• [Requirement] All lines in the data that hold the word "derive" need copying.

[Opening Supplied records section]

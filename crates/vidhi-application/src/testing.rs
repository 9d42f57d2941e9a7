//! Scripted backend for unit tests.

use std::collections::VecDeque;
use std::sync::Mutex;

use async_trait::async_trait;

use vidhi_core::error::{Result, VidhiError};
use vidhi_interaction::{BackendReply, BackendRequest, GenerativeBackend};

/// A [`GenerativeBackend`] that pops pre-scripted replies and records
/// every request it receives.
#[derive(Default)]
pub(crate) struct MockBackend {
    replies: Mutex<VecDeque<Result<BackendReply>>>,
    requests: Mutex<Vec<BackendRequest>>,
}

impl MockBackend {
    pub(crate) fn new() -> Self {
        Self::default()
    }

    pub(crate) fn push_ok(&self, reply: BackendReply) {
        self.replies.lock().unwrap().push_back(Ok(reply));
    }

    pub(crate) fn push_err(&self, err: VidhiError) {
        self.replies.lock().unwrap().push_back(Err(err));
    }

    pub(crate) fn requests(&self) -> Vec<BackendRequest> {
        self.requests.lock().unwrap().clone()
    }

    pub(crate) fn call_count(&self) -> usize {
        self.requests.lock().unwrap().len()
    }
}

#[async_trait]
impl GenerativeBackend for MockBackend {
    async fn generate(&self, request: BackendRequest) -> Result<BackendReply> {
        self.requests.lock().unwrap().push(request);
        self.replies
            .lock()
            .unwrap()
            .pop_front()
            .unwrap_or_else(|| panic!("MockBackend received an unscripted call"))
    }
}
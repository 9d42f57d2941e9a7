//! Registered professional records and the partner directory.

pub mod directory;
pub mod model;

pub use directory::{InMemoryDirectory, ProfessionalDirectory};
pub use model::{Professional, ProfessionalDraft, Tier};
//! Secret management for backend API keys.
//!
//! Secrets live in `secret.json` under the platform config directory and
//! must never leak into log output or error messages.

use std::path::{Path, PathBuf};
use std::sync::{Arc, RwLock};

use serde::{Deserialize, Serialize};

use crate::error::{Result, VidhiError};

/// Gemini credentials section of `secret.json`.
#[derive(Debug, Clone, Default, Serialize, Deserialize)]
pub struct GeminiConfig {
    pub api_key: String,
    #[serde(skip_serializing_if = "Option::is_none")]
    pub model_name: Option<String>,
}

/// Root structure of `secret.json`.
#[derive(Debug, Clone, Default, Serialize, Deserialize)]
pub struct SecretConfig {
    #[serde(skip_serializing_if = "Option::is_none")]
    pub gemini: Option<GeminiConfig>,
}

/// Service for loading secret configuration.
///
/// Implementations should keep secret files at restrictive permissions
/// (600 on Unix) and keep key material out of error messages.
#[async_trait::async_trait]
pub trait SecretService: Send + Sync {
    /// Loads the secret configuration.
    async fn load_secrets(&self) -> Result<SecretConfig>;

    /// Checks whether the secret file exists.
    async fn secret_file_exists(&self) -> bool;
}

/// File-backed [`SecretService`] reading `secret.json`.
///
/// Loads are cached after the first read.
#[derive(Clone)]
pub struct FileSecretService {
    path: PathBuf,
    cached: Arc<RwLock<Option<SecretConfig>>>,
}

impl FileSecretService {
    /// Creates a service reading from the default location,
    /// `<config dir>/vidhi/secret.json`.
    pub fn default_location() -> Result<Self> {
        let base = dirs::config_dir()
            .ok_or_else(|| VidhiError::config("Could not determine config directory"))?;
        Ok(Self::new(base.join("vidhi").join("secret.json")))
    }

    /// Creates a service reading from an explicit path.
    pub fn new(path: impl Into<PathBuf>) -> Self {
        Self {
            path: path.into(),
            cached: Arc::new(RwLock::new(None)),
        }
    }

    /// Creates the secret file with an empty template if it does not
    /// exist, setting permissions to 600 on Unix.
    pub fn ensure_secret_file(&self) -> Result<&Path> {
        if self.path.exists() {
            return Ok(&self.path);
        }

        if let Some(parent) = self.path.parent() {
            std::fs::create_dir_all(parent)?;
        }

        let template = SecretConfig {
            gemini: Some(GeminiConfig::default()),
        };
        std::fs::write(&self.path, serde_json::to_string_pretty(&template)?)?;

        #[cfg(unix)]
        {
            use std::os::unix::fs::PermissionsExt;
            std::fs::set_permissions(&self.path, std::fs::Permissions::from_mode(0o600))?;
        }

        Ok(&self.path)
    }

    fn load_internal(&self) -> Result<SecretConfig> {
        {
            let read_lock = self.cached.read().expect("secret cache lock poisoned");
            if let Some(cached) = read_lock.as_ref() {
                return Ok(cached.clone());
            }
        }

        // Error messages mention the path only, never file contents.
        let raw = std::fs::read_to_string(&self.path).map_err(|e| {
            VidhiError::config(format!(
                "Failed to read secret file {}: {}",
                self.path.display(),
                e.kind()
            ))
        })?;
        let config: SecretConfig = serde_json::from_str(&raw)
            .map_err(|_| VidhiError::config("secret.json is not valid JSON"))?;

        let mut write_lock = self.cached.write().expect("secret cache lock poisoned");
        *write_lock = Some(config.clone());
        Ok(config)
    }
}

#[async_trait::async_trait]
impl SecretService for FileSecretService {
    async fn load_secrets(&self) -> Result<SecretConfig> {
        self.load_internal()
    }

    async fn secret_file_exists(&self) -> bool {
        self.path.exists()
    }
}

#[cfg(test)]
mod tests {
    use super::*;

    #[tokio::test]
    async fn loads_gemini_section() {
        let dir = tempfile::tempdir().unwrap();
        let path = dir.path().join("secret.json");
        std::fs::write(&path, r#"{"gemini": {"api_key": "k-123"}}"#).unwrap();

        let service = FileSecretService::new(&path);
        let secrets = service.load_secrets().await.unwrap();
        assert_eq!(secrets.gemini.unwrap().api_key, "k-123");
    }

    #[tokio::test]
    async fn ensure_creates_template() {
        let dir = tempfile::tempdir().unwrap();
        let path = dir.path().join("nested").join("secret.json");

        let service = FileSecretService::new(&path);
        assert!(!service.secret_file_exists().await);
        service.ensure_secret_file().unwrap();
        assert!(service.secret_file_exists().await);

        let secrets = service.load_secrets().await.unwrap();
        assert_eq!(secrets.gemini.unwrap().api_key, "");
    }

    #[tokio::test]
    async fn invalid_json_does_not_leak_contents() {
        let dir = tempfile::tempdir().unwrap();
        let path = dir.path().join("secret.json");
        std::fs::write(&path, "api_key=super-secret").unwrap();

        let service = FileSecretService::new(&path);
        let err = service.load_secrets().await.unwrap_err();
        assert!(!err.to_string().contains("super-secret"));
    }
}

[Closing Supplied records section]

• [Answer space]
#[derive(Default)]
#[derive(Debug, Clone, Default, Serialize, Deserialize)]
#[derive(Debug, Clone, Default, Serialize, Deserialize)]
#[derive(Clone)]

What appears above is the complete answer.